While teaching at the non-profit has been the most rewarding experience of my life, I’m also a bit burnt out. I’ve been a volunteer at the organisation for about five years and have been teaching almost every Wednesday night during that time. It’s also an hour-long commute each way. (I work from home to avoid driving so much but still find myself driving to St. Louis a couple times each week.) At the beginning of this year, I decided to step back a bit by becoming an assistant instead of the lead instructor. One of my former students who is now a DBA has become the lead instructor, and I couldn’t be prouder. Two other wonderful volunteers also step in as well.
I recently decided to leave the six-month program at the end of the current term partly due to the burn-out but also due to the amount of travel that my fulltime job requires. I’m not completely leaving the nonprofit organisation, and I would like to try some other things like teaching weekend workshops instead of six-month classes.
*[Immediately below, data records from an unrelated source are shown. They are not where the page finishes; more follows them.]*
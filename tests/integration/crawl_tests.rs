//! Integration tests for the documentation crawler

use crate::common::{create_test_config, html};
use chrono::{Duration, Utc};
use onyx_harvest::config::SiteEntry;
use onyx_harvest::crawler::{crawl, DocCrawler};
use onyx_harvest::storage::{Collection, JsonStorage, Storage};
use onyx_harvest::types::{CrawlStats, Document};
use onyx_harvest::CrawlState;
use std::collections::{BTreeMap, HashSet};
use tempfile::TempDir;
use wiremock::matchers::{method, path};
use wiremock::{Mock, MockServer, ResponseTemplate};

const INDEX_PAGE: &str = r#"<html>
<head><title>Onyx Book</title></head>
<body>
  <nav><a href="/book/packages.html">Packages</a></nav>
  <main>
    <h1>Overview</h1>
    <p>Welcome to the Onyx book.</p>
    <a href="allocators.html">Allocators</a>
    <a href="/book/packages.html#install">Packages</a>
    <a href="allocators.html?">Allocators again</a>
    <a href="/blog/post.html">Blog</a>
    <a href="https://example.org/book/elsewhere.html">Elsewhere</a>
    <a href="/book/manual.pdf">Manual</a>
    <a href="mailto:team@example.com">Mail</a>
  </main>
</body>
</html>"#;

const ALLOCATORS_PAGE: &str = r#"<html>
<head><title>Allocators | Onyx</title></head>
<body>
  <main>
    <h1>Allocators</h1>
    <p>Use the heap allocator for dynamic memory.</p>
    <h2>Arena</h2>
    <pre><code>arena := alloc.arena.make(context.allocator, 4096);</code></pre>
    <a href="index.html">Back</a>
  </main>
</body>
</html>"#;

const PACKAGES_PAGE: &str = r#"<html>
<head><title>Packages</title></head>
<body><main><h1>Packages</h1><p>Install packages with onyx pkg.</p></main></body>
</html>"#;

/// Mounts the three-page book, each page expected exactly `times` times
async fn mount_book(server: &MockServer, times: u64) {
    for (route, body) in [
        ("/book/index.html", INDEX_PAGE),
        ("/book/allocators.html", ALLOCATORS_PAGE),
        ("/book/packages.html", PACKAGES_PAGE),
    ] {
        Mock::given(method("GET"))
            .and(path(route))
            .respond_with(html(body))
            .expect(times)
            .mount(server)
            .await;
    }
}

#[tokio::test]
async fn test_full_crawl_single_site() {
    let mock_server = MockServer::start().await;
    let data_dir = TempDir::new().unwrap();
    let config = create_test_config(&mock_server.uri(), &mock_server.uri(), data_dir.path());

    mount_book(&mock_server, 1).await;

    let report = crawl(&config, false).await.expect("crawl failed");

    assert_eq!(report.state, CrawlState::Done);
    assert!(report.persisted);
    assert_eq!(report.documents, 3);
    assert_eq!(report.urls_crawled, 3);
    assert_eq!(report.failures, 0);

    // No URL is visited twice
    let visited: HashSet<&str> = report.visited.iter().map(String::as_str).collect();
    assert_eq!(visited.len(), report.visited.len());

    let storage = JsonStorage::open(data_dir.path());
    let documents = storage.load_documents().unwrap();
    assert_eq!(documents.len(), 3);

    // Every stored document was visited
    for document in &documents {
        assert!(
            visited.contains(document.url.as_str()),
            "{} not in visited set",
            document.url
        );
    }

    let allocators = documents
        .iter()
        .find(|d| d.url.ends_with("/book/allocators.html"))
        .expect("allocators page missing");
    assert_eq!(allocators.title, "Allocators");
    assert_eq!(allocators.code_examples.len(), 1);
    assert_eq!(allocators.code_examples[0].context, "Arena");

    assert!(!visited.iter().any(|url| url.contains("/blog/")));
    assert!(!visited.iter().any(|url| url.ends_with(".pdf")));

    let index = storage.load_doc_index().unwrap();
    assert_eq!(index.len(), 3);

    let stats = storage.load_crawl_stats().unwrap().expect("stats missing");
    assert_eq!(stats.total_docs, 3);
    assert_eq!(stats.total_code_examples, 1);
    assert_eq!(stats.final_state, CrawlState::Done.to_string());
}

#[tokio::test]
async fn test_breaker_aborts_and_persists_partial_results() {
    let mock_server = MockServer::start().await;
    let data_dir = TempDir::new().unwrap();
    let config = create_test_config(&mock_server.uri(), &mock_server.uri(), data_dir.path());

    let links: String = (1..=6)
        .map(|i| format!(r#"<a href="/book/page{}.html">Page {}</a>"#, i, i))
        .collect();
    let seed = format!(
        "<html><body><main><h1>Overview</h1><p>Start here.</p>{}</main></body></html>",
        links
    );

    Mock::given(method("GET"))
        .and(path("/book/index.html"))
        .respond_with(html(&seed))
        .expect(1)
        .mount(&mock_server)
        .await;

    for i in 1..=5 {
        Mock::given(method("GET"))
            .and(path(format!("/book/page{}.html", i)))
            .respond_with(ResponseTemplate::new(500))
            .expect(1)
            .mount(&mock_server)
            .await;
    }

    // The breaker trips on the fifth failure; the sixth page is never requested
    Mock::given(method("GET"))
        .and(path("/book/page6.html"))
        .respond_with(ResponseTemplate::new(500))
        .expect(0)
        .mount(&mock_server)
        .await;

    let report = crawl(&config, false).await.expect("crawl failed");

    assert_eq!(report.state, CrawlState::Aborted);
    assert_eq!(report.failures, 5);
    assert_eq!(report.documents, 1);
    assert!(report.persisted);

    let storage = JsonStorage::open(data_dir.path());
    let documents = storage.load_documents().unwrap();
    assert_eq!(documents.len(), 1);
    assert!(documents[0].url.ends_with("/book/index.html"));

    let stats = storage.load_crawl_stats().unwrap().expect("stats missing");
    assert_eq!(stats.final_state, CrawlState::Aborted.to_string());
    assert_eq!(stats.failures, 5);
}

#[tokio::test]
async fn test_fresh_recrawl_is_a_no_op() {
    let mock_server = MockServer::start().await;
    let data_dir = TempDir::new().unwrap();
    let config = create_test_config(&mock_server.uri(), &mock_server.uri(), data_dir.path());

    // Each page may be fetched once across both runs
    mount_book(&mock_server, 1).await;

    let first = crawl(&config, false).await.expect("first crawl failed");
    assert!(first.persisted);

    let storage = JsonStorage::open(data_dir.path());
    let snapshot = |storage: &JsonStorage| -> Vec<Vec<u8>> {
        [
            Collection::Documents,
            Collection::DocIndex,
            Collection::CrawlStats,
        ]
        .iter()
        .map(|c| std::fs::read(storage.path_for(*c)).unwrap())
        .collect()
    };
    let before = snapshot(&storage);
    let generation = storage.generation(Collection::Documents).unwrap();

    let mut crawler = DocCrawler::new(&config, JsonStorage::open(data_dir.path())).unwrap();
    let second = crawler.run(false).await.expect("second crawl failed");

    assert!(!second.persisted);
    assert_eq!(second.state, CrawlState::Done);
    assert_eq!(second.urls_crawled, 0);
    assert_eq!(second.skipped_seeds.len(), 1);
    assert_eq!(snapshot(&storage), before);
    assert_eq!(storage.generation(Collection::Documents).unwrap(), generation);
}

#[tokio::test]
async fn test_forced_recrawl_fetches_again() {
    let mock_server = MockServer::start().await;
    let data_dir = TempDir::new().unwrap();
    let config = create_test_config(&mock_server.uri(), &mock_server.uri(), data_dir.path());

    mount_book(&mock_server, 2).await;

    crawl(&config, false).await.expect("first crawl failed");
    let forced = crawl(&config, true).await.expect("forced crawl failed");

    assert!(forced.persisted);
    assert!(forced.skipped_seeds.is_empty());
    assert_eq!(forced.documents, 3);

    let storage = JsonStorage::open(data_dir.path());
    assert_eq!(storage.generation(Collection::Documents).unwrap(), Some(2));
}

#[tokio::test]
async fn test_non_html_pages_are_skipped() {
    let mock_server = MockServer::start().await;
    let data_dir = TempDir::new().unwrap();
    let config = create_test_config(&mock_server.uri(), &mock_server.uri(), data_dir.path());

    Mock::given(method("GET"))
        .and(path("/book/index.html"))
        .respond_with(html(
            r#"<html><body><main><h1>Overview</h1><p>Data below.</p><a href="data.json">Data</a></main></body></html>"#,
        ))
        .mount(&mock_server)
        .await;

    Mock::given(method("GET"))
        .and(path("/book/data.json"))
        .respond_with(ResponseTemplate::new(200).set_body_raw(b"{}".to_vec(), "application/json"))
        .expect(1)
        .mount(&mock_server)
        .await;

    let report = crawl(&config, false).await.expect("crawl failed");

    assert_eq!(report.state, CrawlState::Done);
    assert_eq!(report.urls_crawled, 2);
    assert_eq!(report.documents, 1);
    assert_eq!(report.failures, 0);
}

fn stored_document(url: String, title: &str) -> Document {
    Document {
        url,
        title: title.to_string(),
        content: format!("{} from an earlier crawl", title),
        headings: Vec::new(),
        code_examples: Vec::new(),
        crawled_at: Utc::now() - Duration::days(1),
    }
}

#[tokio::test]
async fn test_fresh_site_is_carried_while_due_site_is_recrawled() {
    let mock_server = MockServer::start().await;
    let base = mock_server.uri();
    let data_dir = TempDir::new().unwrap();

    let mut config = create_test_config(&base, &base, data_dir.path());
    config.sites.push(SiteEntry {
        seed: format!("{}/guide/start.html", base),
        allow_prefixes: vec!["/guide/".to_string()],
        exclude_substrings: vec![],
        exclude_suffixes: vec![],
        exclude_paths: vec![],
    });

    let book_seed = format!("{}/book/index.html", base);
    let guide_seed = format!("{}/guide/start.html", base);

    // The book was crawled yesterday; the guide has never been crawled
    let book_crawled_at = Utc::now() - Duration::days(1);
    let mut storage = JsonStorage::new(data_dir.path()).unwrap();
    storage
        .save_documents(&[
            stored_document(book_seed.clone(), "Overview"),
            stored_document(format!("{}/book/allocators.html", base), "Allocators"),
            stored_document(format!("{}/guide/retired.html", base), "Retired"),
        ])
        .unwrap();
    storage
        .save_crawl_stats(&CrawlStats {
            total_docs: 3,
            total_code_examples: 0,
            urls_crawled: 3,
            base_urls: vec![book_seed.clone()],
            crawl_date: book_crawled_at,
            final_state: CrawlState::Done.to_string(),
            failures: 0,
            seed_crawled_at: BTreeMap::from([(book_seed.clone(), book_crawled_at)]),
        })
        .unwrap();

    mount_book(&mock_server, 0).await;

    Mock::given(method("GET"))
        .and(path("/guide/start.html"))
        .respond_with(html(
            r#"<html><body><main><h1>Getting Started</h1><p>Install Onyx.</p><a href="hello.html">Hello</a></main></body></html>"#,
        ))
        .expect(1)
        .mount(&mock_server)
        .await;

    Mock::given(method("GET"))
        .and(path("/guide/hello.html"))
        .respond_with(html(
            r#"<html><body><main><h1>Hello World</h1><p>Your first program.</p></main></body></html>"#,
        ))
        .expect(1)
        .mount(&mock_server)
        .await;

    let report = crawl(&config, false).await.expect("crawl failed");

    assert!(report.persisted);
    assert_eq!(report.state, CrawlState::Done);
    assert_eq!(report.skipped_seeds, vec![book_seed.clone()]);
    assert_eq!(report.documents, 2);
    assert_eq!(report.documents_persisted, 4);

    let storage = JsonStorage::open(data_dir.path());
    let urls: HashSet<String> = storage
        .load_documents()
        .unwrap()
        .into_iter()
        .map(|d| d.url)
        .collect();
    let expected: HashSet<String> = [
        book_seed.clone(),
        format!("{}/book/allocators.html", base),
        guide_seed.clone(),
        format!("{}/guide/hello.html", base),
    ]
    .into_iter()
    .collect();
    assert_eq!(urls, expected);

    let stats = storage.load_crawl_stats().unwrap().expect("stats missing");
    assert_eq!(stats.total_docs, 4);
    assert_eq!(stats.seed_crawled_at.get(&book_seed), Some(&book_crawled_at));
    assert!(stats.seed_crawled_at[&guide_seed] > book_crawled_at);
}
Stepping down from my class has not been an easy decision, but I’ve thought about it for months and know that it’s time.
It’s not easy to leave a volunteer position or even a job when one is so dedicated. Even though it is difficult in these situations, giving others responsibility – and trusting those people to make decisions – is how to be a good leader and the way to prepare to leave, even if that is years away. I know that the team will make changes to the class that are different than the ones I would make, and that’s OK because they are wonderful teachers and also just as dedicated to the students as I have been.